■ The task
Across the records below, count the lines that contain "WriteResult" and write down only the count.
┏━━
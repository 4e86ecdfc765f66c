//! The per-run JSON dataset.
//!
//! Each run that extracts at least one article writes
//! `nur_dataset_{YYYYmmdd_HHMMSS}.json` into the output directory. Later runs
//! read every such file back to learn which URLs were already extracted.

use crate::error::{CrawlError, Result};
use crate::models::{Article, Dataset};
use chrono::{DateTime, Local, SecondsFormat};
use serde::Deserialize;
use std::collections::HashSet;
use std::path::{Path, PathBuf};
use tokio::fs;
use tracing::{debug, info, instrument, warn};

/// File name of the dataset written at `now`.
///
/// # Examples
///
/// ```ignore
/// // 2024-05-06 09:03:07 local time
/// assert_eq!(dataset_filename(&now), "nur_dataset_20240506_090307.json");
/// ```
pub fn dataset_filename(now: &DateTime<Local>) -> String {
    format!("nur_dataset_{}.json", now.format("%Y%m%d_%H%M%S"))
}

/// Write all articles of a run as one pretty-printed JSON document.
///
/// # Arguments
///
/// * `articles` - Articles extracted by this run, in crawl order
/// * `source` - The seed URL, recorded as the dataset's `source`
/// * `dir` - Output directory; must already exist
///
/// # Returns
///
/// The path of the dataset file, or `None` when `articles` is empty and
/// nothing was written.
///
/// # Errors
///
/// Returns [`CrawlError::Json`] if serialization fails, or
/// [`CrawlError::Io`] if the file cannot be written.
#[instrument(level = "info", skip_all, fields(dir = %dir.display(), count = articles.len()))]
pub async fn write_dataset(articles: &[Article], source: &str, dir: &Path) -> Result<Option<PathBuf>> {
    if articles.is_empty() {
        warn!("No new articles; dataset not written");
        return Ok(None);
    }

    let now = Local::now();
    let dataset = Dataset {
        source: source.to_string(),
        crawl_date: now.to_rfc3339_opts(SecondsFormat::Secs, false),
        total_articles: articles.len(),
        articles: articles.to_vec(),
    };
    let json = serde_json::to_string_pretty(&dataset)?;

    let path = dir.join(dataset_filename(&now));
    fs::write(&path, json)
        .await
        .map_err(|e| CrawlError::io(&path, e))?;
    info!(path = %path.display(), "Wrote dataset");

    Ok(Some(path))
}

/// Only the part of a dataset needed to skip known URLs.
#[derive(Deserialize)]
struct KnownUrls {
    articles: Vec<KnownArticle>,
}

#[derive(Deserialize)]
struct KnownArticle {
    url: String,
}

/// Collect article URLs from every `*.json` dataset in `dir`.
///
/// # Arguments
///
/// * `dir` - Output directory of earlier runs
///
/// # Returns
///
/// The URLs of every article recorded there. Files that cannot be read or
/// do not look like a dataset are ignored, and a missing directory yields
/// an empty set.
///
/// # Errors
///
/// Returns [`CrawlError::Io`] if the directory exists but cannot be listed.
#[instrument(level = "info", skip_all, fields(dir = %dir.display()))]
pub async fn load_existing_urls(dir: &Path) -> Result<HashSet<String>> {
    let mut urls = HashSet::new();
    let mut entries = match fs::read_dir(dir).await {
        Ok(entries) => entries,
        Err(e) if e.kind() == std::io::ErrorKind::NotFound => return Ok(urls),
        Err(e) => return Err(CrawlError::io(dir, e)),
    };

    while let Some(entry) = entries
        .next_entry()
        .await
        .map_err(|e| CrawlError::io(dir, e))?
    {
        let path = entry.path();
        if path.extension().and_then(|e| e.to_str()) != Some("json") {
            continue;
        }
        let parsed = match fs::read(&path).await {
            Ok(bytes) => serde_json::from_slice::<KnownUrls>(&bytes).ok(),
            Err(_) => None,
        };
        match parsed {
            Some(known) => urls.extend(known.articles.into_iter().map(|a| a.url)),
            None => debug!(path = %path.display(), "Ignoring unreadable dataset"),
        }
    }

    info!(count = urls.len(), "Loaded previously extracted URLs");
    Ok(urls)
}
┗━━
┏━━
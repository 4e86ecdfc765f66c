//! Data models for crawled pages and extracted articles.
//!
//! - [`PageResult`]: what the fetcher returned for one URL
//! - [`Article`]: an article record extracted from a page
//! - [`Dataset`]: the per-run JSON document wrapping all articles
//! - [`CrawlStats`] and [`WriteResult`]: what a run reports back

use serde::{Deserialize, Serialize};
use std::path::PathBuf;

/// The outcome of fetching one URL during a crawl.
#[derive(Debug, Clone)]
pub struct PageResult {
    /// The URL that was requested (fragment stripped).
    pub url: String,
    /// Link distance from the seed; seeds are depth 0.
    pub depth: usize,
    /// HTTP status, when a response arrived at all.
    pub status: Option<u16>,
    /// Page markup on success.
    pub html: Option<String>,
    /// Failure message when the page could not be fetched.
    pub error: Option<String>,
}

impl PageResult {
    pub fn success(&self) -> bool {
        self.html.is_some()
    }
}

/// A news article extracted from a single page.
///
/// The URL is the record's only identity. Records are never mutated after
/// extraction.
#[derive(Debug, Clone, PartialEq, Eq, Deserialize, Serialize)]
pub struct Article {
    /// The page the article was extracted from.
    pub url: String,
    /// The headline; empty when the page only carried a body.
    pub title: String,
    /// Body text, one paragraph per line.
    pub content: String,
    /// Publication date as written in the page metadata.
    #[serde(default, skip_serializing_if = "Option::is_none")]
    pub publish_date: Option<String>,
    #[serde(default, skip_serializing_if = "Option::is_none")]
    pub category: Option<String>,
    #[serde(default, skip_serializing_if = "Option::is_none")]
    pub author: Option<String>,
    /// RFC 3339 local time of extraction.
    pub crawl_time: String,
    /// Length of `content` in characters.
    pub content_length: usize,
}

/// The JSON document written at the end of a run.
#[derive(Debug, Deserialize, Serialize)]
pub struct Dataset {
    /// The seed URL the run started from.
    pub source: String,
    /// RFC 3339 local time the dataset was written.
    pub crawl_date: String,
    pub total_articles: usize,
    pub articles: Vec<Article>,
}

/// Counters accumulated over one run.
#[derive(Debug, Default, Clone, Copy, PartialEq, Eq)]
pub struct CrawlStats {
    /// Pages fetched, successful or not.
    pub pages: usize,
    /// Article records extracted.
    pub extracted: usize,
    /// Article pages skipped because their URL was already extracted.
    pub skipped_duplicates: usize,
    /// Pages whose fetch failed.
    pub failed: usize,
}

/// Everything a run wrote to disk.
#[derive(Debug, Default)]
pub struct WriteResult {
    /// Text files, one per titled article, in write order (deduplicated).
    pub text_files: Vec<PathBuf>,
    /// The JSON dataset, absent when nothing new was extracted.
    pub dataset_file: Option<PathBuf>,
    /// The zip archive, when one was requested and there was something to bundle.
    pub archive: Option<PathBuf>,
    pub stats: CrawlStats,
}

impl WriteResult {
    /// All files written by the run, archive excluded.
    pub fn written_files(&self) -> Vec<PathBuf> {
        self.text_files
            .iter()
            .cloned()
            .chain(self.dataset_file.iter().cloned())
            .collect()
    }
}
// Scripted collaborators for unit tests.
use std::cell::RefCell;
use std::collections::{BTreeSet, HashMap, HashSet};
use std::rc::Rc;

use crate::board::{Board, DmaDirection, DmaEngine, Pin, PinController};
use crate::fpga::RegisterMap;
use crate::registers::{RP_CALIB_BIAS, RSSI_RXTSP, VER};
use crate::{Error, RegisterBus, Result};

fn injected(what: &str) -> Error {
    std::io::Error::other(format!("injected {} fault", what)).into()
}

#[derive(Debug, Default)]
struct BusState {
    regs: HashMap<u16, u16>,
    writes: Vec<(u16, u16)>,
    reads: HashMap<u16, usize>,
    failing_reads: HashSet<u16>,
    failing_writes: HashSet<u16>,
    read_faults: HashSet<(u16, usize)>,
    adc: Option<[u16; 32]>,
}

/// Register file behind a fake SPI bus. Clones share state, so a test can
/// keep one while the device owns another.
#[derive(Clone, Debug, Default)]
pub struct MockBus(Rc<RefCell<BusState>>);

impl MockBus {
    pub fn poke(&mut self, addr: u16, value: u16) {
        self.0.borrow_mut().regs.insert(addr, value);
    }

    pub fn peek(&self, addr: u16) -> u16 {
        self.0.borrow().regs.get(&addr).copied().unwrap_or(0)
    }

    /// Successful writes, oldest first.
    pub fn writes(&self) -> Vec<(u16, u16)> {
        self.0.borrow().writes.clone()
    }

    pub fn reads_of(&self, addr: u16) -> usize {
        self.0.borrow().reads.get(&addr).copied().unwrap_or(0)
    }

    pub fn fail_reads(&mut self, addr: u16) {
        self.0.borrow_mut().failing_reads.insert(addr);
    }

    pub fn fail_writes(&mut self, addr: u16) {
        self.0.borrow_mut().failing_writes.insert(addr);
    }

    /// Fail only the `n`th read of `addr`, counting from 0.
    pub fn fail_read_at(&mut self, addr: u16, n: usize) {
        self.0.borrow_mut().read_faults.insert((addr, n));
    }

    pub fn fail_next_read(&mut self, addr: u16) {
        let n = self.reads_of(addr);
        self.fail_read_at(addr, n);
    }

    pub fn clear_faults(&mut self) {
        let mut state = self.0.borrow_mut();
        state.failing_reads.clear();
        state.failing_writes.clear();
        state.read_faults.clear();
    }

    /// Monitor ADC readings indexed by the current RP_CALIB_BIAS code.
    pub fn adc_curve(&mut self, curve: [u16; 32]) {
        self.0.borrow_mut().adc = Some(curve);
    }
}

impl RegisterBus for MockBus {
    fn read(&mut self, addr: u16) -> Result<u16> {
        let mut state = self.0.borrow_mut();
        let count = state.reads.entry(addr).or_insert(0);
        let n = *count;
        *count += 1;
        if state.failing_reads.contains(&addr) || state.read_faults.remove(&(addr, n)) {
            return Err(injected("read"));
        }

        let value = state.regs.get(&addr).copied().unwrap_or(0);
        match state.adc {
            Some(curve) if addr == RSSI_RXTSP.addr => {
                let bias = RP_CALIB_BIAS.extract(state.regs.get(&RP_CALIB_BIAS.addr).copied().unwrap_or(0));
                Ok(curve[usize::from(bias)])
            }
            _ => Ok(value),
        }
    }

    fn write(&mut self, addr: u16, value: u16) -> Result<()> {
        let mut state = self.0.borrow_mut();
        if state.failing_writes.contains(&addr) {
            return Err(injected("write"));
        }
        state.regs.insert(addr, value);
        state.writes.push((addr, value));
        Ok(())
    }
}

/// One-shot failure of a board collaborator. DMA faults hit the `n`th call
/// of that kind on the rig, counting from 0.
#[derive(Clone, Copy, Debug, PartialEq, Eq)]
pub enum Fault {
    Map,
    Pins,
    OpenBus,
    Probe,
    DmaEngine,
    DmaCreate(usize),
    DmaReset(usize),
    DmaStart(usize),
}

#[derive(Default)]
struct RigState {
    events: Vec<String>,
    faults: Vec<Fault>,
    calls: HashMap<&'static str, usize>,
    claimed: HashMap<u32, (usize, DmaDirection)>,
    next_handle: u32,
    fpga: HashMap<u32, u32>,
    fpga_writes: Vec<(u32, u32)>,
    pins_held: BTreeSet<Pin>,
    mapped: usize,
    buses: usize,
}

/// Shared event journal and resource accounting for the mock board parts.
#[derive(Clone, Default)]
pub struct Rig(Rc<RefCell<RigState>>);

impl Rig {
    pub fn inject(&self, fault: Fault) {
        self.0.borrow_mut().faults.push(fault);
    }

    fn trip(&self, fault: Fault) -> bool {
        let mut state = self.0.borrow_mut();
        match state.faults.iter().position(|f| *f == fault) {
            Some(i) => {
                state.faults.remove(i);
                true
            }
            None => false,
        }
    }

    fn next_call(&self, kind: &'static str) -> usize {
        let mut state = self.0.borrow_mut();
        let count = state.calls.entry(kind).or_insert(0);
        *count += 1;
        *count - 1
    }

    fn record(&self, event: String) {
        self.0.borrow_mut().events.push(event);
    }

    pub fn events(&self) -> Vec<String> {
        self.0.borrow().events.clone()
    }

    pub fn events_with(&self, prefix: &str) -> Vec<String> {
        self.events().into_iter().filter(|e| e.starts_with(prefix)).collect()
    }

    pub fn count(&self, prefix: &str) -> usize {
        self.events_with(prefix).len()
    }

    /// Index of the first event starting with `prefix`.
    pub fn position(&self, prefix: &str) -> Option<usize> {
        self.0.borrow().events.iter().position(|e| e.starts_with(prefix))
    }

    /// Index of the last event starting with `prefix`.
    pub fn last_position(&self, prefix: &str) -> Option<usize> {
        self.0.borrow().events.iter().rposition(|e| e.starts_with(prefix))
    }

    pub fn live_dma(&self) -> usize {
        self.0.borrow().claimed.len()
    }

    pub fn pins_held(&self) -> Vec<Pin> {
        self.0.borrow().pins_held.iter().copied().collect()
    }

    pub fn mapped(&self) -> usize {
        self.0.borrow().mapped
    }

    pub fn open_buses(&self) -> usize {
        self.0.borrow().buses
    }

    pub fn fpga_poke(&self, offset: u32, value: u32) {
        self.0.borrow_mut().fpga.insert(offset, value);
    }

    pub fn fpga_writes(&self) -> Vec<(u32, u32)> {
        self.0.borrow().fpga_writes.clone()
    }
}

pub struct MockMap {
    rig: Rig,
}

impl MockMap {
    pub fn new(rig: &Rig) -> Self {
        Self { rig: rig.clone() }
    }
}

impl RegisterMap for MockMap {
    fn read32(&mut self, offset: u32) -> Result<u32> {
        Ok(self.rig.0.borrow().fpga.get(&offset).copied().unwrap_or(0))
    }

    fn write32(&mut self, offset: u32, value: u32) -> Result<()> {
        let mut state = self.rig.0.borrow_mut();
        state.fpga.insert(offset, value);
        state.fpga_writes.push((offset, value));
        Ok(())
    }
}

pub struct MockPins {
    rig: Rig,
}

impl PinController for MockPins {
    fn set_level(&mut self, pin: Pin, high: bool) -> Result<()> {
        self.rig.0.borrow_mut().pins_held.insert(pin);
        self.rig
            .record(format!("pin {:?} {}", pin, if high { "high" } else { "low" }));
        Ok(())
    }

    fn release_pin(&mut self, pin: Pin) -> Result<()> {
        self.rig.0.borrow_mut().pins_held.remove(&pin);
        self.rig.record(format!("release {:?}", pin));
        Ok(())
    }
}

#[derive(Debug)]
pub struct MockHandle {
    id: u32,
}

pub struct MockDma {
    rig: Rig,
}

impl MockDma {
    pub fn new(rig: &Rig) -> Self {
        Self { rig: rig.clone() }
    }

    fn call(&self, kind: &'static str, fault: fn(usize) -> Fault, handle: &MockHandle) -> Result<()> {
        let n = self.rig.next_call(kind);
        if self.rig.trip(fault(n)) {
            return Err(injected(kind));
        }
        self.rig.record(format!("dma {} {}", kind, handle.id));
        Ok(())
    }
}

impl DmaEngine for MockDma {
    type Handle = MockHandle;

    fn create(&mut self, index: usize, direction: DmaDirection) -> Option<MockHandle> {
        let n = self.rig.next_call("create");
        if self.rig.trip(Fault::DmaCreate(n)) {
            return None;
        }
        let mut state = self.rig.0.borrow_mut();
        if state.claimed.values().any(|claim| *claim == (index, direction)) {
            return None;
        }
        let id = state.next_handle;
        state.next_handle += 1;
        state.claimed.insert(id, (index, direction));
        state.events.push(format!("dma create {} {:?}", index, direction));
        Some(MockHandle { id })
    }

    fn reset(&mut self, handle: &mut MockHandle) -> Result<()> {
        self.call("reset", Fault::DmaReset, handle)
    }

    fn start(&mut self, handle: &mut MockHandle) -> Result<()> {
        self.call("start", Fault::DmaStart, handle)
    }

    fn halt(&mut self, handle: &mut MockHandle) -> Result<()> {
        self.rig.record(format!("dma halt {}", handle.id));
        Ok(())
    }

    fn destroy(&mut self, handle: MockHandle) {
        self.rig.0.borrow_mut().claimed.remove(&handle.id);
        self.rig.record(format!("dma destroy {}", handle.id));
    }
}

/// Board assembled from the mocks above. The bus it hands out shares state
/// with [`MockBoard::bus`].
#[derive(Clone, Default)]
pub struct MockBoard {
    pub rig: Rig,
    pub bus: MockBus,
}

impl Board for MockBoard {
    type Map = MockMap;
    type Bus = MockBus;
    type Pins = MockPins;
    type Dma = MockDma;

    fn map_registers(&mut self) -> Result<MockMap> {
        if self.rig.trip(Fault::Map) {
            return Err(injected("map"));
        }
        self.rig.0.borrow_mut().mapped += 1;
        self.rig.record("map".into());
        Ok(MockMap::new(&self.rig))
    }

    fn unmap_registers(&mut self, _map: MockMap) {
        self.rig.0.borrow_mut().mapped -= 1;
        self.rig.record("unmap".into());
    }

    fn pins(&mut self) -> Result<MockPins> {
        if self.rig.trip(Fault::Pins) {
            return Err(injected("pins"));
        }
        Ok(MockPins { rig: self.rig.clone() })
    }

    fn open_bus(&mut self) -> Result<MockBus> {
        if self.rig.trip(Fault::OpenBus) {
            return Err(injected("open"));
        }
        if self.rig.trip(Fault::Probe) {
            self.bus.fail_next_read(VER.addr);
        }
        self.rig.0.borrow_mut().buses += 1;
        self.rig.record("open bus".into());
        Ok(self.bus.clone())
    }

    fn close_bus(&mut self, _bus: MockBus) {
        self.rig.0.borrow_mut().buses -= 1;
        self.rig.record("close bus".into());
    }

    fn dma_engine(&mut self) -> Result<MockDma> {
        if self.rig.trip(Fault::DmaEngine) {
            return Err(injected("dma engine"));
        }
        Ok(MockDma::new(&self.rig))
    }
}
┗━━
■ Task output
3